La idea era desarrollar solo los músculos adecuados para asestar el golpe. El Música había tenido una verdadera obsesión por la velocidad y el sigilo. También le había enseñado trucos mentales a Barnes. Barnes indicó un descanso. Los alumnos se pusieron en fila ante la fuente de cerámica para beber agua y luego se agruparon alrededor de él.
—Ejercicios de velocidad —anunció Barnes—. Ahora quiero que cada uno de vosotros diga la cosa más rápida que se os ocurra.
—Rayo —dijo Dicey.
—Tortuga caimán —soltó Wade, a quien le había mordido una.
—Serpiente de cascabel —dijo Revard, cuya familia solía ir a Montana.
—Estornudo —dijo Pokey, lo que provocó una risotada general.
—Un gran estornudo —repuso Barnes—. ¡Una explosión! Así es como quieres que sea tu golpe. Sin previo aviso. Ahora imagináosla, cada uno de vosotros, la cosa más rápida que hayáis visto jamás. Boxeo de sombra. Tres minutos seguidos. Tres minutos de descanso. Como siempre.
Barnes sacó el cronómetro y los observó desde atrás mientras realizaban fintas, asestaban una combinación de golpes, hacían nuevas fintas y volvían a asestar golpes. Interrumpió a Case dándole un golpecito en el brazo.
—¡No saques el codo! ¡Se te ve el directo de izquierda a la legua!
Asintió con la cabeza ante el progreso de los chicos.
—¡No eches el brazo hacia atrás! ¡No lo hagas!
Él mismo lanzó varios puñetazos hacia Pokey, para enseñarle a no cerrar los ojos y a retroceder. Barnes sabía de dónde le venía eso. Y de quién.
Les hizo correr esprints a intervalos y, a continuación, dar unas vueltas aminorando el ritmo para que se recuperaran. Calbert y Dicey vivían lo suficientemente cerca como para ir andando a casa. El resto se amontonaba en el coche de Barnes. En el trayecto a sus hogares, les contó cómo Boyd había ganado a Rappatoe. No consiguió plasmarlo. No acababa de lograr transmitirles la idea.

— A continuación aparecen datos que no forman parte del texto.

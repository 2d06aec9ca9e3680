//! Serializable mixture descriptions.
//!
//! A description names each atom's family and parameters, so a mixture
//! can be read from a JSON or TOML file and built against a configuration.

use std::path::Path;

use mx_config::MixtureConfig;
use serde::{Deserialize, Serialize};

use crate::distribution::{Dirac, Exponential, Gamma, Laplace, Normal, Uniform};
use crate::error::Result;
use crate::mixture::{Atom, RandomMixture};

/// `constant + Σ weight·distribution`.
#[derive(Debug, Clone, PartialEq, Serialize, Deserialize)]
pub struct MixtureDescription {
    #[serde(default)]
    pub constant: f64,
    pub atoms: Vec<AtomDescription>,
}

#[derive(Debug, Clone, PartialEq, Serialize, Deserialize)]
pub struct AtomDescription {
    #[serde(default = "default_weight")]
    pub weight: f64,
    pub distribution: DistributionDescription,
}

fn default_weight() -> f64 {
    1.0
}

/// One atom family with its parameters.
#[derive(Debug, Clone, PartialEq, Serialize, Deserialize)]
#[serde(tag = "family", rename_all = "snake_case")]
pub enum DistributionDescription {
    Normal { mean: f64, std_dev: f64 },
    Dirac { value: f64 },
    Uniform { lower: f64, upper: f64 },
    Exponential { rate: f64 },
    Gamma { shape: f64, rate: f64 },
    Laplace { location: f64, scale: f64 },
    Mixture(MixtureDescription),
}

impl DistributionDescription {
    fn build(&self, config: &MixtureConfig) -> Result<Atom> {
        let atom: Atom = match self {
            Self::Normal { mean, std_dev } => Normal::new(*mean, *std_dev)?.into(),
            Self::Dirac { value } => Dirac::new(*value)?.into(),
            Self::Uniform { lower, upper } => Uniform::new(*lower, *upper)?.into(),
            Self::Exponential { rate } => Exponential::new(*rate)?.into(),
            Self::Gamma { shape, rate } => Gamma::new(*shape, *rate)?.into(),
            Self::Laplace { location, scale } => Laplace::new(*location, *scale)?.into(),
            Self::Mixture(inner) => inner.build(config)?.into(),
        };
        Ok(atom)
    }
}

impl MixtureDescription {
    /// Load from a file; `.toml` is parsed as TOML, anything else as JSON.
    pub fn from_file(path: &Path) -> Result<Self> {
        let content = std::fs::read_to_string(path)?;
        match path.extension().and_then(|e| e.to_str()) {
            Some("toml") => Self::from_toml_str(&content),
            _ => Self::from_json_str(&content),
        }
    }

    pub fn from_json_str(json: &str) -> Result<Self> {
        Ok(serde_json::from_str(json)?)
    }

    pub fn from_toml_str(text: &str) -> Result<Self> {
        Ok(toml::from_str(text)?)
    }

    /// Build the mixture. Nested descriptions use the same configuration.
    pub fn build(&self, config: &MixtureConfig) -> Result<RandomMixture> {
        let entries = self
            .atoms
            .iter()
            .map(|a| Ok((a.distribution.build(config)?, a.weight)))
            .collect::<Result<Vec<_>>>()?;
        RandomMixture::new(entries, self.constant, config.clone())
    }
}

#[cfg(test)]
mod tests {
    use super::*;
    use crate::error::Error;

    const JSON: &str = r#"{
        "constant": 1.5,
        "atoms": [
            {"weight": 2.0, "distribution": {"family": "normal", "mean": 0.0, "std_dev": 1.0}},
            {"distribution": {"family": "uniform", "lower": -1.0, "upper": 1.0}},
            {"weight": -1.0, "distribution": {"family": "exponential", "rate": 2.0}}
        ]
    }"#;

    #[test]
    fn parses_json_with_defaults() {
        let d = MixtureDescription::from_json_str(JSON).unwrap();
        assert_eq!(d.constant, 1.5);
        assert_eq!(d.atoms.len(), 3);
        assert_eq!(d.atoms[1].weight, 1.0);
        assert_eq!(
            d.atoms[2].distribution,
            DistributionDescription::Exponential { rate: 2.0 }
        );
    }

    #[test]
    fn parses_toml() {
        let text = r#"
            [[atoms]]
            weight = 0.5
            distribution = { family = "gamma", shape = 2.0, rate = 1.0 }

            [[atoms]]
            distribution = { family = "laplace", location = 0.0, scale = 1.0 }
        "#;
        let d = MixtureDescription::from_toml_str(text).unwrap();
        assert_eq!(d.constant, 0.0);
        assert_eq!(
            d.atoms[0].distribution,
            DistributionDescription::Gamma { shape: 2.0, rate: 1.0 }
        );
    }

    #[test]
    fn builds_nested_mixture() {
        let text = r#"{
            "atoms": [
                {"weight": 2.0, "distribution": {"family": "mixture", "constant": 1.0, "atoms": [
                    {"distribution": {"family": "uniform", "lower": 0.0, "upper": 1.0}},
                    {"distribution": {"family": "dirac", "value": 3.0}}
                ]}},
                {"distribution": {"family": "exponential", "rate": 1.0}}
            ]
        }"#;
        let m = MixtureDescription::from_json_str(text)
            .unwrap()
            .build(&MixtureConfig::default())
            .unwrap();
        // 2·(1 + U + 3) + E: constants absorbed, two atoms left
        assert_eq!(m.constant(), 8.0);
        assert_eq!(m.atom_count(), 2);
        assert!((m.mean() - (8.0 + 1.0 + 1.0)).abs() < 1e-14);
    }

    #[test]
    fn invalid_parameters_fail_to_build() {
        let d = MixtureDescription {
            constant: 0.0,
            atoms: vec![AtomDescription {
                weight: 1.0,
                distribution: DistributionDescription::Uniform { lower: 1.0, upper: 0.0 },
            }],
        };
        assert!(matches!(
            d.build(&MixtureConfig::default()),
            Err(Error::InvalidArgument(_))
        ));
    }

    #[test]
    fn unknown_family_is_a_parse_error() {
        let err = MixtureDescription::from_json_str(
            r#"{"atoms": [{"distribution": {"family": "cauchy"}}]}"#,
        )
        .unwrap_err();
        assert!(matches!(err, Error::Json(_)));
    }
}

—Habrá que pedirle a Jarvis que os lo muestre —concluyó al final.
Pokey siempre era el último en bajarse del coche. Su casa estaba más lejos y apartada de la carretera, pero Barnes insistía en llevarle por el camino de acceso, aunque ello significara tener que salir marcha atrás. Al principio era porque sabía lo del señor Paranteau y quería asegurarse de que Pokey estuviera bien. Después, vio a Pixie. Ahora Barnes emprendía el camino de grava porque siempre cabía la posibilidad de vislumbrar a Pixie cortando leña. Pixie. ¡Con esos ojos suyos!
Barnes regresó al comedor de los profesores justo después de que retiraran la comida. Se alojaba en las dependencias para solteros, un pequeño bungaló blanco debajo de un chopo. Las profesoras y otras empleadas del Gobierno vivían en un edificio de ladrillo de dos plantas con cuatro habitaciones de generosas dimensiones en el segundo piso, dos en el primero, además de una cocina común y una zona de recreo en el amplio sótano con un cuarto pequeño para Juggie Blue, la mujer de la limpieza y cocinera. Estaba lavando los platos y se disponía a fregar el suelo al dejar la cocina, lo que siempre hacía a las siete de la tarde. Juggie era una mujer de unos cuarenta años, fornida, musculosa y de mirada astuta. Estaba en el comité asesor tribal con Thomas. Al igual que Barnes, siempre estaba tratando de dejar de fumar, lo que significaba que, cuando tenían un desliz, lo tenían juntos. Pero no esa noche. O probablemente no. Él había quedado con Wood Mountain para trabajar más tarde.